Entry is non-selective by academic ranking but requires English language proficiency. Applicants sit a 50-minute English and Mathematics test and attend an interview with senior staff. The limiting factor is IELTS level, not academic competition: A-Level entry requires IELTS 5.0 minimum, Pre A-Level requires IELTS 4.0-4.5. Most applicants who meet language thresholds and demonstrate reasonable academic grounding are accepted. The college prioritises intake diversity over academic selectivity.
University Foundation students achieve 100% progression with 87% reaching Russell Group universities. A-Level students targeting elite entry work with Cambridge PhD mentors and receive dedicated Oxbridge/G5 support. Recent cohorts have included leavers at Cambridge University (nuclear energy, mathematics), King's College London, University College London, Bristol, and Edinburgh. Foundation pathways particularly support medicine and law entry. The college reports that 2/3 of top-tier A-Level students received G5 offers. However, note that the overall 22% university progression rate (from latest data) is substantially lower than marketed claims; clarify destination data before enrolling.
The college operates 11 residential halls throughout Cambridge, with a new hall (Scholars House, 57 rooms) opening January 2026. Accommodation options include Superior Single En-suite (£9,315 per term), Superior Twin En-suite (£8,075), Standard Single En-suite (£8,075), and Single with Shared Shower (£7,450). All accommodation is full-board: breakfast in house, lunch and dinner in college canteen, seven days weekly. Each house has a dedicated House Parent living on-site. Laundry, cleaning, Wi-Fi, and common areas are provided. Homestay options are also available.
Over 30 clubs and societies operate on a termly basis, varying by student interest. Named ongoing clubs include STEM Club, Model United Nations, Duke of Edinburgh Award scheme, Coding Club, Photography and Design Club, Music Club, Debating, Running Club, Critical Thinkers Club, and Young Enterprise Scheme. Sports include football (Cambridge University league), basketball, squash, cricket, badminton, table tennis, golf, touch rugby, and indoor climbing, with access to Cambridge University's Kelsey Kerridge Sports Centre.

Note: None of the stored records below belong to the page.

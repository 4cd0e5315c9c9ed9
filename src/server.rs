//! HTTP relay.
//!
//! ## Endpoints
//!
//! Every route except `/` is also served under `/api`. When a static
//! directory is configured it owns `/` and every unmatched path, so its
//! `index.html` replaces the liveness text.
//!
//! - `GET /`: liveness text, only without a static directory
//! - `POST /chat`: `{messages}` or HTTP 500 with an apologetic fallback message
//! - `GET /voices`: advertised voices
//! - `GET /test-gemini`: one round trip to the LLM
//! - `GET /debug-lipsync`: tool discovery report and recognizer probe

use std::net::SocketAddr;
use std::sync::Arc;

use axum::Router;
use axum::extract::rejection::JsonRejection;
use axum::extract::{DefaultBodyLimit, State};
use axum::http::{HeaderValue, Method, StatusCode, header};
use axum::response::{IntoResponse, Json, Response};
use axum::routing::{get, post};
use serde_json::json;
use tokio::net::TcpListener;
use tokio::task::JoinHandle;
use tower_http::cors::{AllowOrigin, Any, CorsLayer};
use tower_http::services::ServeDir;
use tower_http::trace::TraceLayer;
use tracing::info;

use crate::config::{ServerConfig, VoiceEntry};
use crate::diagnostics::{self, ToolInventory};
use crate::error::{RelayError, Result};
use crate::pipeline::{self, ChatRequest, ChatResponse, Relay};

/// Prompt sent by `GET /test-gemini`.
pub const HEALTH_CHECK_PROMPT: &str =
    "Hello! Give me a short 1 sentence response to test the API connection.";

/// Top-level `error` field of the HTTP 500 body.
pub const CHAT_ERROR: &str = "An error occurred processing your request";

/// Shared handler state.
#[derive(Clone)]
pub struct AppState {
    relay: Arc<Relay>,
    voices: Arc<Vec<VoiceEntry>>,
    tools: Arc<ToolInventory>,
}

impl AppState {
    /// Bundle the relay with the data the auxiliary endpoints report.
    pub fn new(relay: Relay, voices: Vec<VoiceEntry>, tools: ToolInventory) -> Self {
        Self {
            relay: Arc::new(relay),
            voices: Arc::new(voices),
            tools: Arc::new(tools),
        }
    }

    /// The relay pipeline.
    pub fn relay(&self) -> &Relay {
        &self.relay
    }
}

async fn handle_root() -> &'static str {
    "Hello World!"
}

async fn handle_chat(
    State(state): State<AppState>,
    body: std::result::Result<Json<ChatRequest>, JsonRejection>,
) -> Response {
    let request = match body {
        Ok(Json(request)) => request,
        Err(rejection) => {
            tracing::warn!(error = %rejection.body_text(), "unreadable chat body, treating as empty");
            ChatRequest::default()
        }
    };

    match state.relay.handle(&request).await {
        Ok(messages) => Json(ChatResponse { messages }).into_response(),
        Err(e) => {
            tracing::error!(error = %e, "chat request failed");
            (
                StatusCode::INTERNAL_SERVER_ERROR,
                Json(json!({
                    "error": CHAT_ERROR,
                    "messages": [pipeline::apology_message()],
                })),
            )
                .into_response()
        }
    }
}

async fn handle_voices(State(state): State<AppState>) -> Json<serde_json::Value> {
    Json(json!({ "voices": state.voices.as_slice() }))
}

async fn handle_test_gemini(State(state): State<AppState>) -> Response {
    let generator = state.relay.generator();
    match generator.generate(HEALTH_CHECK_PROMPT).await {
        Ok(response) => Json(json!({
            "success": true,
            "message": "Gemini API connection successful",
            "response": response,
        }))
        .into_response(),
        Err(e) => {
            tracing::warn!(model = generator.name(), code = e.code(), error = %e, "LLM health check failed");
            (
                StatusCode::INTERNAL_SERVER_ERROR,
                Json(json!({
                    "success": false,
                    "message": "Gemini API connection failed",
                    "error": e.to_string(),
                })),
            )
                .into_response()
        }
    }
}

async fn handle_debug_lipsync(State(state): State<AppState>) -> Json<diagnostics::DiagnosticsReport> {
    Json(diagnostics::run(&state.relay, &state.tools).await)
}

fn api_routes() -> Router<AppState> {
    Router::new()
        .route("/chat", post(handle_chat))
        .route("/voices", get(handle_voices))
        .route("/test-gemini", get(handle_test_gemini))
        .route("/debug-lipsync", get(handle_debug_lipsync))
}

fn cors_layer(origins: &[String]) -> CorsLayer {
    let base = CorsLayer::new().allow_methods([Method::GET, Method::POST]);
    if origins.is_empty() {
        return base.allow_origin(Any).allow_headers(Any);
    }

    let parsed: Vec<HeaderValue> = origins
        .iter()
        .filter_map(|origin| match HeaderValue::from_str(origin) {
            Ok(value) => Some(value),
            Err(e) => {
                tracing::warn!(%origin, error = %e, "ignoring invalid CORS origin");
                None
            }
        })
        .collect();
    base.allow_origin(AllowOrigin::list(parsed))
        .allow_headers([header::CONTENT_TYPE, header::AUTHORIZATION])
        .allow_credentials(true)
}

/// Build the application router.
pub fn router(state: AppState, config: &ServerConfig) -> Router {
    let app = Router::new()
        .merge(api_routes())
        .nest("/api", api_routes());

    let app = match &config.static_dir {
        Some(dir) => app.fallback_service(ServeDir::new(dir)),
        None => app.route("/", get(handle_root)),
    };

    app.layer(DefaultBodyLimit::max(config.body_limit_bytes))
        .layer(cors_layer(&config.allowed_origins))
        .layer(TraceLayer::new_for_http())
        .with_state(state)
}

/// Running relay HTTP server.
pub struct RelayServer {
    addr: SocketAddr,
    handle: JoinHandle<()>,
}

impl RelayServer {
    /// Bind `{config.host}:{config.port}` (port `0` auto-assigns) and serve in a background task.
    ///
    /// # Errors
    ///
    /// Returns an error if the TCP listener cannot bind.
    pub async fn start(config: &ServerConfig, state: AppState) -> Result<Self> {
        let app = router(state, config);

        let bind_addr = format!("{}:{}", config.host, config.port);
        let listener = TcpListener::bind(&bind_addr)
            .await
            .map_err(|e| RelayError::Server(format!("bind {bind_addr} failed: {e}")))?;
        let addr = listener
            .local_addr()
            .map_err(|e| RelayError::Server(format!("failed to get local addr: {e}")))?;

        info!("relay listening on http://{addr}");

        let handle = tokio::spawn(async move {
            if let Err(e) = axum::serve(listener, app).await {
                tracing::error!("relay server error: {e}");
            }
        });

        Ok(Self { addr, handle })
    }

    /// Returns the address the server is listening on.
    pub fn addr(&self) -> SocketAddr {
        self.addr
    }

    /// Returns the port the server is listening on.
    pub fn port(&self) -> u16 {
        self.addr.port()
    }

    /// Abort the server task.
    pub fn shutdown(&self) {
        self.handle.abort();
    }
}

impl Drop for RelayServer {
    fn drop(&mut self) {
        self.handle.abort();
    }
}

#[cfg(test)]
mod tests {
    #![allow(clippy::unwrap_used, clippy::expect_used, clippy::panic)]

    use super::*;

    fn layered(origins: &[String]) -> Router {
        Router::new()
            .route("/", get(handle_root))
            .layer(cors_layer(origins))
    }

    #[test]
    fn explicit_origins_allow_credentials() {
        // Layering panics on credentials combined with wildcard headers.
        let _ = layered(&["http://localhost:5173".to_owned()]);
        let _ = layered(&[]);
    }

    #[test]
    fn invalid_origins_are_skipped() {
        let _ = layered(&["bad\norigin".to_owned(), "http://ok.example".to_owned()]);
    }
}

An active Student Council organizes social events; the Summer Ball is an annual highlight. Work experience placements and volunteer opportunities are integrated into pastoral programming.

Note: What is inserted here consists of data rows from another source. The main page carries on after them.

//! ResponsiveVoice text synthesis endpoint. Returns MP3 bytes directly.

use std::path::Path;
use std::time::Duration;

use async_trait::async_trait;

use super::{SpeechProvider, SpeechRequest, SynthesizedAudio, TtsError, VoiceType};
use crate::config::ResponsiveVoiceConfig;

const FALLBACK_VOICE: &str = "en-US-Wavenet-F";

/// ResponsiveVoice provider.
#[derive(Debug, Clone)]
pub struct ResponsiveVoiceProvider {
    client: reqwest::Client,
    config: ResponsiveVoiceConfig,
}

impl ResponsiveVoiceProvider {
    /// Create a provider. The client timeout mirrors the configured budget.
    pub fn new(config: ResponsiveVoiceConfig) -> Self {
        let client = reqwest::Client::builder()
            .timeout(Duration::from_secs(config.timeout_secs))
            .build()
            .unwrap_or_default();
        Self { client, config }
    }

    /// Voice name for `voice`.
    pub fn voice_for(&self, voice: VoiceType) -> &str {
        self.config
            .voices
            .get(voice.as_str())
            .or_else(|| self.config.voices.get(VoiceType::Default.as_str()))
            .map_or(FALLBACK_VOICE, String::as_str)
    }

    /// Query parameters for `request`. Prosody is mapped onto the endpoint's 0–1 scales,
    /// where 0.5 is natural pitch and rate.
    fn query(&self, request: &SpeechRequest) -> Vec<(&'static str, String)> {
        let mut query = vec![
            ("text", request.text.clone()),
            ("lang", self.config.lang.clone()),
            ("engine", self.config.engine.clone()),
            ("name", self.voice_for(request.voice).to_owned()),
            ("pitch", format!("{:.2}", (request.pitch / 2.0).clamp(0.0, 1.0))),
            ("rate", format!("{:.2}", (request.speed / 2.0).clamp(0.0, 1.0))),
            ("volume", format!("{:.2}", f32::from(request.volume.min(100)) / 100.0)),
        ];
        if !self.config.api_key.is_empty() {
            query.push(("key", self.config.api_key.clone()));
        }
        query.push(("gender", gender(request.voice).to_owned()));
        query
    }
}

fn content_type(resp: &reqwest::Response) -> Option<String> {
    resp.headers()
        .get(reqwest::header::CONTENT_TYPE)
        .and_then(|v| v.to_str().ok())
        .map(str::to_owned)
}

fn gender(voice: VoiceType) -> &'static str {
    match voice {
        VoiceType::Male => "male",
        _ => "female",
    }
}

#[async_trait]
impl SpeechProvider for ResponsiveVoiceProvider {
    fn name(&self) -> &str {
        "responsive_voice"
    }

    fn timeout(&self) -> Option<Duration> {
        Some(Duration::from_secs(self.config.timeout_secs))
    }

    async fn synthesize(
        &self,
        request: &SpeechRequest,
        _scratch: &Path,
    ) -> Result<SynthesizedAudio, TtsError> {
        let url = format!(
            "{}/v1/text:synthesize",
            self.config.base_url.trim_end_matches('/')
        );
        let req = self.client.get(url).query(&self.query(request)).build()?;
        tracing::debug!(url = %super::mask_key(req.url().as_str()), "requesting responsive voice synthesis");

        let resp = self.client.execute(req).await?;
        let status = resp.status();
        if !status.is_success() {
            let body = resp.text().await.unwrap_or_default();
            return Err(super::map_http_error(status, &body));
        }
        let content_type = content_type(&resp);
        let bytes = resp.bytes().await?.to_vec();
        super::audio_payload(content_type.as_deref(), bytes)
    }
}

Yes, extensively. The college specializes in international student support. English language tuition is provided for students with IELTS below entry requirements (3 hours weekly). The college supports students from 38+ nationalities; no single nationality dominates. International students benefit from dedicated pastoral networks through House Parents and Student Voice mechanisms. The college is explicit about welcoming students with varying educational backgrounds and systems. IELTS can be taken on-site in partnership with test centres.